» The task: Below are the records. Gather each line that holds "ceil".

+---+

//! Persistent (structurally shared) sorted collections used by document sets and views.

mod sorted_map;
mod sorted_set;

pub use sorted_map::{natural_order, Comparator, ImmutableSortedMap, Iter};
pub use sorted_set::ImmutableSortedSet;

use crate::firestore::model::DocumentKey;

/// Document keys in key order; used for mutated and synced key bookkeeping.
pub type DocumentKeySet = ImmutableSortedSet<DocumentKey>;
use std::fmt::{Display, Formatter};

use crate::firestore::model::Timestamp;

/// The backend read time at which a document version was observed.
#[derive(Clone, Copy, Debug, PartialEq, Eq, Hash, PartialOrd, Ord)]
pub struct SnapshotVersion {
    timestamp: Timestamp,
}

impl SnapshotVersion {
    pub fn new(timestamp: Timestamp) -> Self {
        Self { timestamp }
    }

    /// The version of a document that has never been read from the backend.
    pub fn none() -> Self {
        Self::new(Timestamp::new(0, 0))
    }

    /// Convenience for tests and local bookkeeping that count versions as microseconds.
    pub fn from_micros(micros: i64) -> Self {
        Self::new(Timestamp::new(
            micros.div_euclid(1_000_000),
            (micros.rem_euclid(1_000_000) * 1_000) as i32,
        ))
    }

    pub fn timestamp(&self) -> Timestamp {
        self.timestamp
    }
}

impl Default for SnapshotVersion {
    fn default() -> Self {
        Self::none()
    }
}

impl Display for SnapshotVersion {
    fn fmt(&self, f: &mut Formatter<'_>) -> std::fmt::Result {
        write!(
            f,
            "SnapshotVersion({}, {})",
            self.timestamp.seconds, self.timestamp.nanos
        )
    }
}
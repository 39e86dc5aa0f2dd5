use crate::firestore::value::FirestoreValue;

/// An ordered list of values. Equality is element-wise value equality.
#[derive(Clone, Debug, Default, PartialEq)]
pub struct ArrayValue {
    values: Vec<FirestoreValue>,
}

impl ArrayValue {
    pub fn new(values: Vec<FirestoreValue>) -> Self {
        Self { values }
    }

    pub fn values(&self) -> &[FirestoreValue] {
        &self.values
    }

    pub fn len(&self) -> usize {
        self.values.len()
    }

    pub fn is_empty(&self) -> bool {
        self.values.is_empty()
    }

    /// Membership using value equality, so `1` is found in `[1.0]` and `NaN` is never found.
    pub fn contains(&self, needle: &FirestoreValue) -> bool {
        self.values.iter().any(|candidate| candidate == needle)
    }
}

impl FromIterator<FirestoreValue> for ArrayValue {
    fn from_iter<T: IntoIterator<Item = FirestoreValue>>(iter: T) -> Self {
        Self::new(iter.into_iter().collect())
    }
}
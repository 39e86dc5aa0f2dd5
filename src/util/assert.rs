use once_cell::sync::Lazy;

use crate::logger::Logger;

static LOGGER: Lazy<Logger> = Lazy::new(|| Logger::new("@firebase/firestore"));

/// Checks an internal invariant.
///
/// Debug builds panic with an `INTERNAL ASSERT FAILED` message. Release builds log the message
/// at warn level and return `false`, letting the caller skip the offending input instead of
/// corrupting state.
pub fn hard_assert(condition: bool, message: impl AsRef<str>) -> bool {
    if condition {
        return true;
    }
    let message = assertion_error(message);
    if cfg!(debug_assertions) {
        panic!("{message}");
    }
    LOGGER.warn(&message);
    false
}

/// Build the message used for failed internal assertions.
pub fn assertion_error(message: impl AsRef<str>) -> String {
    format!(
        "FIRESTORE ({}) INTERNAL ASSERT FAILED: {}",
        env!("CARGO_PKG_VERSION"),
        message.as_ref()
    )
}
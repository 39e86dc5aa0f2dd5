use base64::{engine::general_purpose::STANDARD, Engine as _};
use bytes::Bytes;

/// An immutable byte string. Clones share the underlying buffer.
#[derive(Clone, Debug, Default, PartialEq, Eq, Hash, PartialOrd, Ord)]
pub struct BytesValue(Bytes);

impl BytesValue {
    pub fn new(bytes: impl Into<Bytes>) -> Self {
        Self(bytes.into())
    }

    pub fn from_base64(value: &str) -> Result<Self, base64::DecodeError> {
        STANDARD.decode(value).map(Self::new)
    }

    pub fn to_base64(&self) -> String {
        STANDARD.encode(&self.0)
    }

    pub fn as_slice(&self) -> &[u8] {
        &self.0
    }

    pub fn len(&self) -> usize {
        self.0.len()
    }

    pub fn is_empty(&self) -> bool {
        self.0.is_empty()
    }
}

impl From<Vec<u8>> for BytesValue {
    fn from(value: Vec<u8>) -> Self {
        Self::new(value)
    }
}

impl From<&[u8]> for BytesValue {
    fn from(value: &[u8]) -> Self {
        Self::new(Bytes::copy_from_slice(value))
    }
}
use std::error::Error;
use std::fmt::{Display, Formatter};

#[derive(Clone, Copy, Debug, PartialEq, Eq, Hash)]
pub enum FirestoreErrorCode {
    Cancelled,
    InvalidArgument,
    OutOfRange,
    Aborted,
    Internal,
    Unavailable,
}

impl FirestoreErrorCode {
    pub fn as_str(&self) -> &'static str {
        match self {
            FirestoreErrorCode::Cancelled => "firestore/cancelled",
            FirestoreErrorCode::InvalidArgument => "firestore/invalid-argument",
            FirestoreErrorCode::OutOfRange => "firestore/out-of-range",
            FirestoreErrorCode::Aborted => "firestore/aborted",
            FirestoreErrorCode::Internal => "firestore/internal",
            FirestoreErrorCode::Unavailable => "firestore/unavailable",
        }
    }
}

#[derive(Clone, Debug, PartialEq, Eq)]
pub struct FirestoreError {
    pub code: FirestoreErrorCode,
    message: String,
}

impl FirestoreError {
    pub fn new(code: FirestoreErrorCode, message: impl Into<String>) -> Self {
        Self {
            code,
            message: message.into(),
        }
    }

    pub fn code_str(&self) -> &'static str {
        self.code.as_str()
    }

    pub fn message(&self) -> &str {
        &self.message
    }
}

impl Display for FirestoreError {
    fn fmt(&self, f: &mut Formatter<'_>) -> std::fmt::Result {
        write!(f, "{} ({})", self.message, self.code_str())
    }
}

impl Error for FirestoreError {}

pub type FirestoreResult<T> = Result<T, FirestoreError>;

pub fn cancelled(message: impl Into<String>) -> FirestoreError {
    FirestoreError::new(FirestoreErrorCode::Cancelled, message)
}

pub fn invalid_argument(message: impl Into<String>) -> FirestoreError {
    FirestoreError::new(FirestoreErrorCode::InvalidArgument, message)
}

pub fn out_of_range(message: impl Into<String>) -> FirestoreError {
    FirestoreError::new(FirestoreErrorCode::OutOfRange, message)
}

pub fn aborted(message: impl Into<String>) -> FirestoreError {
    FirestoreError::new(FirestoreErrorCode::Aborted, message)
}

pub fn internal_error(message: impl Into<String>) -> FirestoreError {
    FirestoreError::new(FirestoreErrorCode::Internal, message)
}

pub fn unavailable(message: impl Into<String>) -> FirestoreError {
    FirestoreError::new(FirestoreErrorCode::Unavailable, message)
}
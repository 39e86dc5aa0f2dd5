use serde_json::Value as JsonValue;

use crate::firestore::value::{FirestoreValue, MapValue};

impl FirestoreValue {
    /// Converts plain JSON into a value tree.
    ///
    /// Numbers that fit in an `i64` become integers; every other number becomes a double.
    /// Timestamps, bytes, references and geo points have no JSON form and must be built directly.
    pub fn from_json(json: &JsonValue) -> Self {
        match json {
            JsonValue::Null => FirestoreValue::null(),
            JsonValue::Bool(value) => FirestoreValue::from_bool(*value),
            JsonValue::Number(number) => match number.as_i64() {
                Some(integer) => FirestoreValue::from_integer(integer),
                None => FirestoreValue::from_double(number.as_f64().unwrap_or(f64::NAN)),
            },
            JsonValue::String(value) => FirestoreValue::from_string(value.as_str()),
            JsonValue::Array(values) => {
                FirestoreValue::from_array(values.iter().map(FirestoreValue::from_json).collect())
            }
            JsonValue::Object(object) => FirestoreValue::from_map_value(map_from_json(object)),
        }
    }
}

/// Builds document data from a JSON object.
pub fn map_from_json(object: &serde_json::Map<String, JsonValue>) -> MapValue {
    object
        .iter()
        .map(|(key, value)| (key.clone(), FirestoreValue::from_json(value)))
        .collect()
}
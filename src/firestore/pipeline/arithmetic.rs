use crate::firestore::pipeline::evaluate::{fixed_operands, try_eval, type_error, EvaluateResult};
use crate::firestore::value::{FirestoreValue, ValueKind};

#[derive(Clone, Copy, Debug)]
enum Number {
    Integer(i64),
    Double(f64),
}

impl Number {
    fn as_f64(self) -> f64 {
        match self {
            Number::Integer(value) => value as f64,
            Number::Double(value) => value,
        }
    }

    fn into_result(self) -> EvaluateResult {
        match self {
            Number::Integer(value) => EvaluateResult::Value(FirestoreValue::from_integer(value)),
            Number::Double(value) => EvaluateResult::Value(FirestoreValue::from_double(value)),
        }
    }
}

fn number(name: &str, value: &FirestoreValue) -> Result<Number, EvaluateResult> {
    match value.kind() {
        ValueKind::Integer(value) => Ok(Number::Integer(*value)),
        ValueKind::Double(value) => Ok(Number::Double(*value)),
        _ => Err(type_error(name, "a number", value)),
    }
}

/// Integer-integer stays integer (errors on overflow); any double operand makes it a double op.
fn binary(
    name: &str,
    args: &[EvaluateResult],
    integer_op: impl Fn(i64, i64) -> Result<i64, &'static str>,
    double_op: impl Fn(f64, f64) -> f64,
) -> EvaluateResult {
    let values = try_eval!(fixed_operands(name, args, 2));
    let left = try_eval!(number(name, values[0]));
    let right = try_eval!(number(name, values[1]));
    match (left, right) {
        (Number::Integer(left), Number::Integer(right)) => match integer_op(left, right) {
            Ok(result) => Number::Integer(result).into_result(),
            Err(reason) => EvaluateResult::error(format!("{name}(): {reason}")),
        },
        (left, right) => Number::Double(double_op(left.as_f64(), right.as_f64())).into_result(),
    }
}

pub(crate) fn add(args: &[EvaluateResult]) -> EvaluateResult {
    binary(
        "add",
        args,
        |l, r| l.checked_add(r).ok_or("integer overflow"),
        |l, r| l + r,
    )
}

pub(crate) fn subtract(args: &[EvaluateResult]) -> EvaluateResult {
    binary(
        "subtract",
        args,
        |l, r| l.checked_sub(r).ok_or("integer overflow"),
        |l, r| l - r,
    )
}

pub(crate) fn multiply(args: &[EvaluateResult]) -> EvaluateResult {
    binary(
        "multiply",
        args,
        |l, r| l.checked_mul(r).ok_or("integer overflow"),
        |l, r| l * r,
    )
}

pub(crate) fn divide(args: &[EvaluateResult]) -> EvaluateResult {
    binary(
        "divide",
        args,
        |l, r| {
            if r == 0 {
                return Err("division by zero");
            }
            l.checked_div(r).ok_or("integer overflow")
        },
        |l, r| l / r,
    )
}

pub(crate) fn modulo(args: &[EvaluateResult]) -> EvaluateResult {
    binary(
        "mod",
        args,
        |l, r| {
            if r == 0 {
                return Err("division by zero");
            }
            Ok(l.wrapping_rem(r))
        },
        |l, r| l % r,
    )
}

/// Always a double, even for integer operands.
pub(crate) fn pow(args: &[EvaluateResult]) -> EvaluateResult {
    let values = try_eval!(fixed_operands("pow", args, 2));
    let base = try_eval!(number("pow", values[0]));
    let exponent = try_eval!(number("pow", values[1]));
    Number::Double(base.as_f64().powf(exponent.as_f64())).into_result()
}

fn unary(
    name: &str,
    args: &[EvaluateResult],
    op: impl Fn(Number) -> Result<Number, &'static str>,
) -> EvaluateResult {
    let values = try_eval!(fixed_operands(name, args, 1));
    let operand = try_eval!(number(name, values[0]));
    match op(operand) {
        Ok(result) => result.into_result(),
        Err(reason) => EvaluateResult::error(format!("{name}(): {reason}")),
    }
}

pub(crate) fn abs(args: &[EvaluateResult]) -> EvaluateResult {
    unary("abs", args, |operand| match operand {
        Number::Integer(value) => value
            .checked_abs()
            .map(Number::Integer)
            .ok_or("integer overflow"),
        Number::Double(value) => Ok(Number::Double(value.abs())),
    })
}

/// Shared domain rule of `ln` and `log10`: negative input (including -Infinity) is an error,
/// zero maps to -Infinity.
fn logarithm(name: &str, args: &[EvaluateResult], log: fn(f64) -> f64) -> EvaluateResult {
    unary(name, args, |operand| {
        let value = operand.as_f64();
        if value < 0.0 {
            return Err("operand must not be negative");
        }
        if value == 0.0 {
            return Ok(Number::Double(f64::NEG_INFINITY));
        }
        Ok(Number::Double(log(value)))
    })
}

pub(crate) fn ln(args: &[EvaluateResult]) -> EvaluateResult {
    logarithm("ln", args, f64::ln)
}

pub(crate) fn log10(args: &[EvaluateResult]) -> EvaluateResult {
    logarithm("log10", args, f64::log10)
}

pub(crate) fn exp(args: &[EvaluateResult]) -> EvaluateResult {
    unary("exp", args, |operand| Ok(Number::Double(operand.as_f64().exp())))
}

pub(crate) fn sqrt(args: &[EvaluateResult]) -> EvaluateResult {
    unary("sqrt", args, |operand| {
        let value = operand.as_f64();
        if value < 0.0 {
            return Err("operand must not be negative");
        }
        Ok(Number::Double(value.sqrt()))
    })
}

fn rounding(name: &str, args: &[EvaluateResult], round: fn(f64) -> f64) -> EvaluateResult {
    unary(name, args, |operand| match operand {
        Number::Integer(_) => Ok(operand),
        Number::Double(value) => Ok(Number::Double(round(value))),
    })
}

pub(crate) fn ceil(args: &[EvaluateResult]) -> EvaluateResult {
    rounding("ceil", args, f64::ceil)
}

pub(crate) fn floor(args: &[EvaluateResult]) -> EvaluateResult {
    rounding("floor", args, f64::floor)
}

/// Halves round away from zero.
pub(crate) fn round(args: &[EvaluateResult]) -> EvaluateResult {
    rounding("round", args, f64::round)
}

+---+

» Exercise solution:
pub(crate) fn ceil(args: &[EvaluateResult]) -> EvaluateResult {
    rounding("ceil", args, f64::ceil)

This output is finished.